A Tool to Cut Through Obsession

The "Magic Bullet" technique is an incredibly simple, yet powerful, tool for stopping obsessive thinking.

It acts like a hot knife through butter, immediately cutting through rumination and the worry loop.

It's a method you can use anytime, day or night, to help you regain your calm.

The Purpose. Anchoring Yourself in the Present Moment

The fundamental purpose of this exercise is to take your attention out of the future or the past and anchor it firmly in the present.

By forcing your brain to focus on a specific visual task, you prevent it from continuing with its obsessive thoughts.

This technique helps you remember that, in the present moment, everything is calm most of the time.
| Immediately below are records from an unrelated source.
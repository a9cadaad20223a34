//! Programmatic entry points behind the command line.

pub mod orchestration;

pub use orchestration::{run_build, run_build_with, BuildArgs, BuildReport};
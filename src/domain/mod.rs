//! Domain logic - pure version rules independent of git and the file system

pub mod version;

pub use version::{short_revision, VersionInfo, VersionSpec, UNKNOWN_REVISION};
Step 1. Preparation and Central Focus

To begin the exercise, the first thing you must do is fix your gaze on a single point in front of you.
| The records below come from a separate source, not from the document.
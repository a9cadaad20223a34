//! Source-control revision lookup
//!
//! This module answers one question: which commit is the working tree built
//! from? The answer is stamped into the generated version file.
//!
//! # Overview
//!
//! The primary abstraction is the [RevisionSource] trait. The concrete
//! implementations include:
//!
//! - [command::CommandRevisionSource]: runs `git rev-parse HEAD` in a minimal environment
//! - [repository::Git2RevisionSource]: reads `HEAD` through the `git2` crate
//! - [mock::MockRevisionSource]: a fixed answer for testing
//!
//! # Usage
//!
//! Callers go through [resolve_revision], which never fails: when the tree
//! has no `.git` entry, or the source reports any error, the revision is
//! [UNKNOWN_REVISION].
//!
//! ```rust
//! # use blues_setup::revision::{resolve_revision, MockRevisionSource};
//! # use std::path::Path;
//! let source = MockRevisionSource::failing("git not installed");
//! let revision = resolve_revision(Path::new("."), &source);
//! assert!(!revision.is_empty());
//! ```

pub mod command;
pub mod mock;
pub mod repository;

pub use command::CommandRevisionSource;
pub use mock::MockRevisionSource;
pub use repository::Git2RevisionSource;

use std::path::Path;
use std::time::Duration;

use crate::config::{RevisionBackend, RevisionConfig};
use crate::domain::UNKNOWN_REVISION;
use crate::error::Result;

/// Common revision lookup trait
///
/// ## Error Handling
///
/// Implementations report every failure (missing tool, non-zero exit,
/// unreadable repository, timeout) as an error. Substituting the sentinel is
/// the caller's decision, see [resolve_revision].
pub trait RevisionSource: Send + Sync {
    /// Full identifier of the commit checked out in `work_dir`
    ///
    /// # Returns
    /// * `Ok(String)` - The revision, trimmed
    /// * `Err` - If the revision cannot be determined
    fn head_revision(&self, work_dir: &Path) -> Result<String>;
}

/// Build the revision source selected in configuration
pub fn source_for(config: &RevisionConfig) -> Box<dyn RevisionSource> {
    match config.backend {
        RevisionBackend::Command => {
            let timeout = match config.timeout_secs {
                0 => None,
                secs => Some(Duration::from_secs(secs)),
            };
            Box::new(CommandRevisionSource::new().with_timeout(timeout))
        }
        RevisionBackend::Libgit2 => Box::new(Git2RevisionSource),
    }
}

/// Revision for `work_dir`, or [UNKNOWN_REVISION] when it cannot be determined
///
/// The source is not consulted at all when `work_dir` has no `.git` entry,
/// which is the normal case for builds from a source distribution.
pub fn resolve_revision(work_dir: &Path, source: &dyn RevisionSource) -> String {
    if !work_dir.join(".git").exists() {
        tracing::info!(
            dir = %work_dir.display(),
            "no .git entry, using revision '{}'",
            UNKNOWN_REVISION
        );
        return UNKNOWN_REVISION.to_string();
    }

    match source.head_revision(work_dir) {
        Ok(revision) if !revision.is_empty() => {
            tracing::debug!(%revision, "resolved revision");
            revision
        }
        Ok(_) => {
            tracing::warn!("revision query returned no output");
            UNKNOWN_REVISION.to_string()
        }
        Err(e) => {
            tracing::warn!(error = %e, "revision query failed");
            UNKNOWN_REVISION.to_string()
        }
    }
}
You can use a dot on the wall, or if you are watching a video, you can look directly into the eyes of the instructor.

It is absolutely crucial that you do not take your eyes off this central point throughout the entire exercise.

Step 2. The Clock Metaphor and Peripheral Vision

Now, without moving your eyes from your point of focus, become aware of everything you can see in your peripheral vision.

To organize this perception, imagine that around your point of focus is the face of a large clock.

This imaginary clock has all its numbers: twelve at the top, six at the bottom, nine on the left, and three on the right.

Step 3. Scanning the Hours of the Clock

Keeping your gaze fixed, bring your mental attention to what you can see at the twelve o'clock position.

Then, without moving your eyes, direct your attention to the six o'clock position and make a mental note of what you see.

Continue this process by scanning each of the hours on the clock, for example, nine, three, one, seven, etc.

You must make a complete sweep of all the hours, noticing the objects, colors, and shapes in your periphery.

The Immediate Result. Mental Calm

By concentrating so intensely on this visual task, you’ll notice that your racing mind and obsessive thoughts have stopped.

Your brain can’t maintain focus on your peripheral vision and simultaneously continue feeding the worry loop.

This exercise forcefully but gently brings you back to the now, showing you that you can control your focus.